## Task brief
One part of the entries below is wanted: the lines from the one containing "pub fn new(k: usize, higher_is_better: bool)" through the one containing "if self.k == 0". Write those out exactly and nothing else.

## Records provided
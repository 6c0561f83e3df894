//! Distance kernels and bounded top-k selection for brute-force ranking.

use ahash::AHashMap;
use ordered_float::OrderedFloat;
use std::collections::BinaryHeap;

use docvec_core::MetricType;

/// Dot product with two accumulators for better pipelining.
#[inline]
pub fn dot(a: &[f32], b: &[f32]) -> f32 {
    let n = a.len().min(b.len());
    let (a, b) = (&a[..n], &b[..n]);
    let mut sum1 = 0.0f32;
    let mut sum2 = 0.0f32;
    let mut chunks_a = a.chunks_exact(2);
    let mut chunks_b = b.chunks_exact(2);
    for (x, y) in (&mut chunks_a).zip(&mut chunks_b) {
        sum1 += x[0] * y[0];
        sum2 += x[1] * y[1];
    }
    for (x, y) in chunks_a.remainder().iter().zip(chunks_b.remainder()) {
        sum1 += x * y;
    }
    sum1 + sum2
}

#[inline]
pub fn norm(a: &[f32]) -> f32 {
    dot(a, a).sqrt()
}

#[inline]
pub fn l2_distance(a: &[f32], b: &[f32]) -> f32 {
    if a.len() != b.len() {
        return f32::INFINITY;
    }
    a.iter()
        .zip(b)
        .map(|(x, y)| {
            let d = x - y;
            d * d
        })
        .sum::<f32>()
        .sqrt()
}

/// `1 - cos(a, b)`. Zero vectors are maximally distant.
#[inline]
pub fn cosine_distance(a: &[f32], b: &[f32]) -> f32 {
    if a.len() != b.len() {
        return f32::INFINITY;
    }
    let (na, nb) = (norm(a), norm(b));
    if na == 0.0 || nb == 0.0 {
        return 1.0;
    }
    1.0 - dot(a, b) / (na * nb)
}

/// Scores a dense candidate against the query under `metric`.
#[inline]
pub fn dense_score(metric: MetricType, query: &[f32], candidate: &[f32]) -> f32 {
    match metric {
        MetricType::L2 => l2_distance(query, candidate),
        MetricType::Cosine => cosine_distance(query, candidate),
        MetricType::Ip | MetricType::MipsL2 => dot(query, candidate),
    }
}

/// Sparse query prepared for repeated dot products.
pub struct SparseQuery {
    weights: AHashMap<u32, f32>,
}

impl SparseQuery {
    pub fn new(indices: &[u32], values: &[f32]) -> Self {
        let mut weights = AHashMap::with_capacity(indices.len());
        for (&i, &v) in indices.iter().zip(values) {
            *weights.entry(i).or_insert(0.0) += v;
        }
        Self { weights }
    }

    pub fn dot(&self, indices: &[u32], values: &[f32]) -> f32 {
        indices
            .iter()
            .zip(values)
            .filter_map(|(i, v)| self.weights.get(i).map(|w| w * v))
            .sum()
    }
}

/// Whether `score` survives a radius bound. A radius of zero disables the
/// bound.
#[inline]
pub fn within_radius(score: f32, radius: f32, higher_is_better: bool) -> bool {
    if radius <= 0.0 {
        return true;
    }
    if higher_is_better {
        score >= radius
    } else {
        score <= radius
    }
}

#[derive(Debug, Clone, PartialEq, Eq, PartialOrd, Ord)]
struct Ranked {
    key: OrderedFloat<f32>,
    doc_id: i64,
    slot: usize,
}

/// Keeps the best `k` of a stream of scored candidates.
///
/// Ties are broken by ascending `doc_id` so results are stable across runs.
pub struct TopK {
    k: usize,
    higher_is_better: bool,
    heap: BinaryHeap<Ranked>,
}

impl TopK {
    pub fn new(k: usize, higher_is_better: bool) -> Self {
        Self {
            k,
            higher_is_better,
            heap: BinaryHeap::with_capacity(k.min(1024) + 1),
        }
    }

    /// Offers the candidate stored at `slot`.
    pub fn push(&mut self, score: f32, doc_id: i64, slot: usize) {
        if self.k == 0 || score.is_nan() {
            return;
        }
        let key = if self.higher_is_better { -score } else { score };
        self.heap.push(Ranked {
            key: OrderedFloat(key),
            doc_id,
            slot,
        });
        if self.heap.len() > self.k {
            self.heap.pop();
        }
    }

    pub fn len(&self) -> usize {
        self.heap.len()
    }

    pub fn is_empty(&self) -> bool {
        self.heap.is_empty()
    }

    /// `(slot, score)` pairs, best first.
    pub fn into_sorted(self) -> Vec<(usize, f32)> {
        let flip = self.higher_is_better;
        self.heap
            .into_sorted_vec()
            .into_iter()
            .map(|r| {
                let score = if flip { -r.key.0 } else { r.key.0 };
                (r.slot, score)
            })
            .collect()
    }
}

## Answer for the task
    pub fn new(k: usize, higher_is_better: bool) -> Self {
        Self {
            k,
            higher_is_better,
            heap: BinaryHeap::with_capacity(k.min(1024) + 1),
        }
    }

    /// Offers the candidate stored at `slot`.
    pub fn push(&mut self, score: f32, doc_id: i64, slot: usize) {
        if self.k == 0 || score.is_nan() {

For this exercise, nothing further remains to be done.